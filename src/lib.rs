pub mod cli;
pub mod core;
pub mod providers;
pub mod session;
pub mod store;

pub use cli::AppCommand;

use crate::core::config::AppConfig;
use crate::core::i18n::Language;
use crate::session::Session;
use anyhow::Result;
use tracing::{debug, info};

/// Loads the config from `config_path`, or from the default location.
pub fn load_config(config_path: Option<&str>) -> Result<AppConfig> {
    let config = match config_path {
        Some(path) => AppConfig::load_from_path(path)?,
        None => AppConfig::load()?,
    };
    debug!("Loaded config: {config:#?}");
    Ok(config)
}

/// Runs a single command and prints its output.
pub async fn run_command(
    command: AppCommand,
    config_path: Option<&str>,
    language: Option<Language>,
) -> Result<()> {
    info!("convkit starting...");
    let config = load_config(config_path)?;
    let mut session = Session::new(config, language)?;

    let output = cli::execute(&mut session, command).await?;
    println!("{output}");
    Ok(())
}

/// Reads commands from stdin until `exit` or end of input.
pub async fn run_shell(config_path: Option<&str>, language: Option<Language>) -> Result<()> {
    info!("convkit shell starting...");
    let config = load_config(config_path)?;
    let mut session = Session::new(config, language)?;

    let stdin = tokio::io::BufReader::new(tokio::io::stdin());
    let mut stdout = std::io::stdout();
    cli::shell::run_shell(&mut session, stdin, &mut stdout).await
}
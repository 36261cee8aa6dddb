//! Core business logic abstractions

pub mod config;
pub mod converter;
pub mod finance;
pub mod forms;
pub mod health;
pub mod i18n;
pub mod interstitial;
pub mod log;
pub mod measurement;
pub mod quote;
pub mod store;

// Re-export main types for cleaner imports
pub use converter::{ConversionError, ConversionRequest, ConversionResult, RateConverter};
pub use i18n::{Language, Translator};
pub use quote::{CurrencyPair, QuoteBook, QuoteProvider, RateQuote};
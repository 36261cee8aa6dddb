//! Body mass index and daily calorie estimates.

use serde::{Deserialize, Serialize};
use std::fmt::Display;
use std::str::FromStr;

#[derive(Debug, Clone, Copy, PartialEq, Eq, Serialize, Deserialize, Default)]
#[serde(rename_all = "lowercase")]
pub enum Gender {
    #[default]
    Male,
    Female,
}

impl FromStr for Gender {
    type Err = anyhow::Error;

    fn from_str(s: &str) -> Result<Self, Self::Err> {
        match s.trim().to_lowercase().as_str() {
            "male" | "m" => Ok(Gender::Male),
            "female" | "f" => Ok(Gender::Female),
            _ => Err(anyhow::anyhow!("Invalid gender: {}", s)),
        }
    }
}

impl Display for Gender {
    fn fmt(&self, f: &mut std::fmt::Formatter<'_>) -> std::fmt::Result {
        match self {
            Gender::Male => write!(f, "male"),
            Gender::Female => write!(f, "female"),
        }
    }
}

#[derive(Debug, Clone, Copy, PartialEq, Eq)]
pub enum BmiCategory {
    Underweight,
    Normal,
    Overweight,
    Obese,
}

impl BmiCategory {
    pub const ALL: [BmiCategory; 4] = [
        BmiCategory::Underweight,
        BmiCategory::Normal,
        BmiCategory::Overweight,
        BmiCategory::Obese,
    ];

    pub fn classify(bmi: f64) -> Self {
        if bmi < 18.5 {
            BmiCategory::Underweight
        } else if bmi < 24.9 {
            BmiCategory::Normal
        } else if bmi < 29.9 {
            BmiCategory::Overweight
        } else {
            BmiCategory::Obese
        }
    }

    /// Translation key for the category name.
    pub fn label_key(&self) -> &'static str {
        match self {
            BmiCategory::Underweight => "underweight",
            BmiCategory::Normal => "normalWeight",
            BmiCategory::Overweight => "overweight",
            BmiCategory::Obese => "obese",
        }
    }

    /// Translation key for the category's BMI range.
    pub fn range_key(&self) -> &'static str {
        match self {
            BmiCategory::Underweight => "bmiRangeUnderweight",
            BmiCategory::Normal => "bmiRangeNormal",
            BmiCategory::Overweight => "bmiRangeOverweight",
            BmiCategory::Obese => "bmiRangeObese",
        }
    }
}

#[derive(Debug, Clone, Copy, PartialEq)]
pub struct BmiResult {
    pub value: f64,
    pub category: BmiCategory,
}

/// Sedentary activity factor applied to the basal metabolic rate.
pub const SEDENTARY_FACTOR: f64 = 1.2;

fn positive(value: f64) -> bool {
    value.is_finite() && value > 0.0
}

pub fn bmi(weight_kg: f64, height_cm: f64) -> Option<BmiResult> {
    if !positive(weight_kg) || !positive(height_cm) {
        return None;
    }
    let height_m = height_cm / 100.0;
    let value = weight_kg / (height_m * height_m);
    if !value.is_finite() {
        return None;
    }
    Some(BmiResult {
        value,
        category: BmiCategory::classify(value),
    })
}

/// Revised Harris-Benedict basal metabolic rate, in kcal/day.
pub fn basal_metabolic_rate(weight_kg: f64, height_cm: f64, age: u32, gender: Gender) -> Option<f64> {
    if !positive(weight_kg) || !positive(height_cm) || age == 0 {
        return None;
    }
    let offset = match gender {
        Gender::Male => 5.0,
        Gender::Female => -161.0,
    };
    let bmr = 10.0 * weight_kg + 6.25 * height_cm - 5.0 * f64::from(age) + offset;
    bmr.is_finite().then_some(bmr)
}

/// Estimated daily calories for a sedentary lifestyle.
pub fn daily_calories(weight_kg: f64, height_cm: f64, age: u32, gender: Gender) -> Option<i64> {
    basal_metabolic_rate(weight_kg, height_cm, age, gender)
        .map(|bmr| (bmr * SEDENTARY_FACTOR).round())
        .filter(|calories| calories.abs() < i64::MAX as f64)
        .map(|calories| calories as i64)
}
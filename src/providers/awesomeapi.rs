use anyhow::{Result, anyhow};
use async_trait::async_trait;
use serde::Deserialize;
use std::collections::HashMap;
use tracing::{debug, instrument};

use crate::core::quote::{CurrencyPair, QuoteBook, QuoteProvider, RateQuote};

/// Quote provider for the AwesomeAPI `json/last` endpoint.
pub struct AwesomeApiProvider {
    base_url: String,
    client: reqwest::Client,
}

impl AwesomeApiProvider {
    pub fn new(base_url: &str) -> Result<Self> {
        let client = reqwest::Client::builder()
            .user_agent(concat!("convkit/", env!("CARGO_PKG_VERSION")))
            .build()?;
        Ok(AwesomeApiProvider {
            base_url: base_url.trim_end_matches('/').to_string(),
            client,
        })
    }
}

// Rates arrive as decimal strings, e.g. "5.1234".
#[derive(Debug, Deserialize)]
struct AwesomeApiQuote {
    bid: Option<String>,
    ask: Option<String>,
}

fn parse_rate(raw: Option<&str>) -> Option<f64> {
    raw.and_then(|s| s.trim().parse::<f64>().ok())
}

#[async_trait]
impl QuoteProvider for AwesomeApiProvider {
    #[instrument(name = "AwesomeApiFetch", skip(self, pairs), fields(pairs = pairs.len()))]
    async fn fetch_quotes(&self, pairs: &[CurrencyPair]) -> Result<QuoteBook> {
        if pairs.is_empty() {
            return Ok(QuoteBook::new());
        }

        let ids = pairs.iter().map(|p| p.id()).collect::<Vec<_>>().join(",");
        let url = format!("{}/json/last/{}", self.base_url, ids);
        debug!("Requesting quotes from {}", url);

        let response = self
            .client
            .get(&url)
            .send()
            .await
            .map_err(|e| anyhow!("Request error: {} for pairs: {}", e, ids))?;

        if !response.status().is_success() {
            return Err(anyhow!(
                "HTTP error: {} for pairs: {}",
                response.status(),
                ids
            ));
        }

        let text = response.text().await?;

        let data: HashMap<String, AwesomeApiQuote> = serde_json::from_str(&text)
            .map_err(|e| anyhow!("Failed to parse JSON response for {}: {}", ids, e))?;

        let book: QuoteBook = pairs
            .iter()
            .filter_map(|pair| {
                let item = data.get(&pair.code())?;
                Some(RateQuote {
                    pair: pair.clone(),
                    bid: parse_rate(item.bid.as_deref()),
                    ask: parse_rate(item.ask.as_deref()),
                })
            })
            .collect();

        debug!(found = book.len(), requested = pairs.len(), "Parsed quotes");
        Ok(book)
    }
}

Exercise brief -
Locate all lines in the listing above with the word "Female". Copy them.

Reply to the task -
    Female,
            "female" | "f" => Ok(Gender::Female),
            Gender::Female => write!(f, "female"),
        Gender::Female => -161.0,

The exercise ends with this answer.